The U.S. Supreme Court is poised to take up a dispute about how much money Florida’s Medicaid program should be able to recoup after a legal settlement involving a Lee County girl who suffered catastrophic injuries when she was struck by a truck after getting off a school bus in 2008.
The case, which justices will hear Jan. 10, has drawn attention from officials across the country.
The U.S. Department of Justice has lined up with the parents of Gianinna Gallardo, who was left in what attorneys described as a “persistent vegetative state” after the accident. Meanwhile, 14 states and groups such as the National Conference of State Legislatures are backing the Florida Agency for Health Care Administration, which runs the state’s Medicaid program.
The case centers on how much money the Medicaid program should be able to recover after it paid $862,688 for Gallardo’s medical care after the accident, which happened when she was 13. Gallardo’s parents filed a lawsuit against the truck’s owner and driver and the Lee County School Board and ultimately reached an $800,000 settlement.
Under a formula in state law, the Agency for Health Care Administration said it was entitled to recoup $300,000 from the settlement. That included money in the settlement allocated for past and future medical costs.
But the Gallardo attorneys contend that the Medicaid program should only be able to recover money for past medical costs that it paid — not from the portion of the settlement for future medical expenses.
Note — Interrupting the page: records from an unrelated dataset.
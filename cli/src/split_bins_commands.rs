use clap::{value_parser, Arg, ArgAction, Command};
use std::path::PathBuf;
pub fn split_bins_parser() -> Command {
    Command::new("split_bins")
        .version("0.1")
        .about("Split contigs into bins. Each bin is written to <output_directory>/<sample>-<bin>.fasta.")
        .arg(
            Arg::new("contigs")
                .value_name("CONTIGS")
                .required(true)
                .value_parser(value_parser!(PathBuf))
                .help("Input FASTA file. The file name without extension is the sample name."),
        )
        .arg(
            Arg::new("binning_info")
                .value_name("BINNING_INFO")
                .required(true)
                .value_parser(value_parser!(PathBuf))
                .help("Binning file. Each line is `<contig> : <bin> <bin>...` or `<contig>\\t<bin>`."),
        )
        .arg(
            Arg::new("output_directory")
                .value_name("OUTPUT_DIRECTORY")
                .required(true)
                .value_parser(value_parser!(PathBuf))
                .help("Output directory. It should exist."),
        )
        .arg(
            Arg::new("verbose")
                .short('v')
                .action(ArgAction::Count)
                .help("Debug mode"),
        )
        .arg(
            Arg::new("rewrite_ids")
                .long("rewrite_ids")
                .action(ArgAction::SetTrue)
                .help("Rename contigs into <sample>-<number> and drop descriptions."),
        )
        .arg(
            Arg::new("strict")
                .long("strict")
                .action(ArgAction::SetTrue)
                .help("Abort on malformed lines in the binning file."),
        )
        .arg(
            Arg::new("keep_open")
                .long("keep_open")
                .action(ArgAction::SetTrue)
                .help("Keep output files open during the run instead of re-opening them for each contig."),
        )
        .arg(
            Arg::new("summary")
                .long("summary")
                .value_name("JSON")
                .value_parser(value_parser!(PathBuf))
                .help("Write the summary of the run in JSON."),
        )
        .arg(
            Arg::new("profile")
                .long("profile")
                .value_name("TOML")
                .value_parser(value_parser!(PathBuf))
                .help("Options in a TOML file. Flags in the command line are added on top of it."),
        )
}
A U.S. district judge agreed with the parents, but the 11th U.S. Circuit Court of Appeals overturned that decision and ruled for the state.
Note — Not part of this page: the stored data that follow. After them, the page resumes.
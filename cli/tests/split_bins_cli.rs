use std::path::Path;
use std::process::Command;
use tempfile::tempdir;

fn write_inputs(dir: &Path) {
    let contigs = ">ctg1\nACGTACGT\n>ctg2 second\nGGGGCCCC\n>ctg3\nTTTT\n";
    std::fs::write(dir.join("assembly.fasta"), contigs).expect("contigs should be writable");
    let binning = "ctg1 : binA\nctg2 : binA binB\n";
    std::fs::write(dir.join("binning.tsv"), binning).expect("binning should be writable");
}

fn path_str(path: &Path) -> &str {
    path.to_str().expect("temp path should be utf-8")
}

#[test]
fn splits_into_bins() {
    let d = tempdir().expect("tempdir should be creatable");
    write_inputs(d.path());
    let out_dir = d.path().join("out");
    std::fs::create_dir(&out_dir).unwrap();
    let summary = d.path().join("summary.json");
    let out = Command::new(env!("CARGO_BIN_EXE_split_bins"))
        .args([
            path_str(&d.path().join("assembly.fasta")),
            path_str(&d.path().join("binning.tsv")),
            path_str(&out_dir),
            "--summary",
            path_str(&summary),
        ])
        .output()
        .expect("split_bins should run");
    assert!(out.status.success(), "{}", String::from_utf8_lossy(&out.stderr));
    let bin_a = std::fs::read_to_string(out_dir.join("assembly-binA.fasta")).unwrap();
    assert_eq!(bin_a, ">ctg1\nACGTACGT\n>ctg2 second\nGGGGCCCC\n");
    let bin_b = std::fs::read_to_string(out_dir.join("assembly-binB.fasta")).unwrap();
    assert_eq!(bin_b, ">ctg2 second\nGGGGCCCC\n");
    assert_eq!(std::fs::read_dir(&out_dir).unwrap().count(), 2);
    let summary: definitions::SplitSummary =
        serde_json::from_reader(std::fs::File::open(&summary).unwrap()).unwrap();
    assert_eq!(summary.sample, "assembly");
    assert_eq!(summary.skipped_records, 1);
    assert_eq!(summary.distinct_bins(), 2);
}

#[test]
fn profile_options() {
    let d = tempdir().expect("tempdir should be creatable");
    write_inputs(d.path());
    let out_dir = d.path().join("out");
    std::fs::create_dir(&out_dir).unwrap();
    let profile = d.path().join("profile.toml");
    std::fs::write(&profile, "rewrite_ids = true\nkeep_open = true\n").unwrap();
    let out = Command::new(env!("CARGO_BIN_EXE_split_bins"))
        .args([
            path_str(&d.path().join("assembly.fasta")),
            path_str(&d.path().join("binning.tsv")),
            path_str(&out_dir),
            "--profile",
            path_str(&profile),
        ])
        .output()
        .expect("split_bins should run");
    assert!(out.status.success(), "{}", String::from_utf8_lossy(&out.stderr));
    let bin_b = std::fs::read_to_string(out_dir.join("assembly-binB.fasta")).unwrap();
    assert_eq!(bin_b, ">assembly-ctg2\nGGGGCCCC\n");
}

#[test]
fn prints_usage_without_arguments() {
    let d = tempdir().expect("tempdir should be creatable");
    write_inputs(d.path());
    let out = Command::new(env!("CARGO_BIN_EXE_split_bins"))
        .args([path_str(&d.path().join("assembly.fasta"))])
        .output()
        .expect("split_bins should run");
    assert!(!out.status.success());
    let stderr = String::from_utf8_lossy(&out.stderr);
    assert!(stderr.contains("Usage"));
}

#[test]
fn fails_on_missing_output_directory() {
    let d = tempdir().expect("tempdir should be creatable");
    write_inputs(d.path());
    let out = Command::new(env!("CARGO_BIN_EXE_split_bins"))
        .args([
            path_str(&d.path().join("assembly.fasta")),
            path_str(&d.path().join("binning.tsv")),
            path_str(&d.path().join("missing")),
        ])
        .output()
        .expect("split_bins should run");
    assert!(!out.status.success());
    assert!(!d.path().join("missing").exists());
}

#[test]
fn strict_binning() {
    let d = tempdir().expect("tempdir should be creatable");
    write_inputs(d.path());
    std::fs::write(d.path().join("binning.tsv"), "ctg1 : binA\nctg2\n").unwrap();
    let out_dir = d.path().join("out");
    std::fs::create_dir(&out_dir).unwrap();
    let run = |strict: bool| {
        let mut cmd = Command::new(env!("CARGO_BIN_EXE_split_bins"));
        cmd.args([
            path_str(&d.path().join("assembly.fasta")),
            path_str(&d.path().join("binning.tsv")),
            path_str(&out_dir),
        ]);
        if strict {
            cmd.arg("--strict");
        }
        cmd.output().expect("split_bins should run")
    };
    let out = run(true);
    assert!(!out.status.success());
    assert_eq!(std::fs::read_dir(&out_dir).unwrap().count(), 0);
    let out = run(false);
    assert!(out.status.success());
    let bin_a = std::fs::read_to_string(out_dir.join("assembly-binA.fasta")).unwrap();
    assert_eq!(bin_a, ">ctg1\nACGTACGT\n");
}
In a September brief, the parents’ attorneys wrote that “third-party” provisions in federal law “give a state no right to payments for medical expenses Medicaid has not paid.”
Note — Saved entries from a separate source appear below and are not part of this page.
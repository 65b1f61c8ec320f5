//! Profile -- options of `split_bins` written in a TOML file.
//!
//! ```toml
//! verbose = 1
//! rewrite_ids = false
//! strict = true
//! keep_open = true
//! summary = "out/summary.json"
//! ```
//! Every field is optional.
use binsplit::SplitConfig;
use definitions::HandlePolicy;
use serde::{Deserialize, Serialize};
use std::path::{Path, PathBuf};

#[derive(Serialize, Deserialize, Clone, Debug, Default, PartialEq, Eq)]
#[serde(default)]
pub struct Profile {
    /// 0: warn, 1: info, 2: debug, 3 or more: trace.
    pub verbose: usize,
    pub rewrite_ids: bool,
    pub strict: bool,
    pub keep_open: bool,
    /// The path to the JSON summary.
    pub summary: Option<PathBuf>,
}

impl Profile {
    pub fn from_path<P: AsRef<Path>>(path: P) -> std::io::Result<Self> {
        let file = std::fs::read_to_string(path)?;
        toml::from_str(&file)
            .map_err(|why| std::io::Error::new(std::io::ErrorKind::InvalidData, why.to_string()))
    }
    /// Add the flags given in the command line.
    pub fn merge_matches(mut self, matches: &clap::ArgMatches) -> Self {
        self.verbose = self.verbose.max(matches.get_count("verbose") as usize);
        self.rewrite_ids |= matches.get_flag("rewrite_ids");
        self.strict |= matches.get_flag("strict");
        self.keep_open |= matches.get_flag("keep_open");
        if let Some(summary) = matches.get_one::<PathBuf>("summary") {
            self.summary = Some(summary.clone());
        }
        self
    }
    pub fn log_level(&self) -> &'static str {
        match self.verbose {
            0 => "warn",
            1 => "info",
            2 => "debug",
            _ => "trace",
        }
    }
    pub fn split_config(&self) -> SplitConfig {
        let policy = match self.keep_open {
            true => HandlePolicy::KeepOpen,
            false => HandlePolicy::Reopen,
        };
        SplitConfig::new(self.rewrite_ids, self.strict, policy)
    }
}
“In this case, Florida paid for petitioner’s past medical expenses, but not for her future medical expenses,” Justice Department attorneys wrote in another September brief. “The third-party-liability provisions thus entitle Florida only to the portion of petitioner’s tort settlement that represents past medical expenses. Yet Florida has imposed a lien even against the portion that represents future medical expenses.”
But attorneys for the state wrote in a brief last month that only $35,367 in the settlement was allocated for past medical care. The state argued that federal law allows recouping part of the settlement designated for future medical expenses.
“Because health care is expensive, when a person suffers a sudden and acute injury, Medicaid often steps up to cover the medical costs,” the state’s brief said. “At the same time, Congress has made Medicaid the payer of last resort, meaning that other sources available to pay medical expenses must be exhausted before Medicaid pays for care. Consistent with that structure, state Medicaid programs must recover their costs from third parties who owe payments for medical care to the beneficiary.”
Other briefs supporting Florida also pointed to potential implications of a ruling against the state.
“In sum, petitioner is requesting that the (Supreme) Court further limit the available payments that the state is entitled to reach,” said a brief filed last month by the National Conference of State Legislatures, the National League of Cities, the U.S. Conference of Mayors and the Government Finance Officers Association. “Petitioner’s reading is contrary to both the statutory text and the intent of Congress, and would severely limit the state’s ability to recover its Medicaid expenditures.”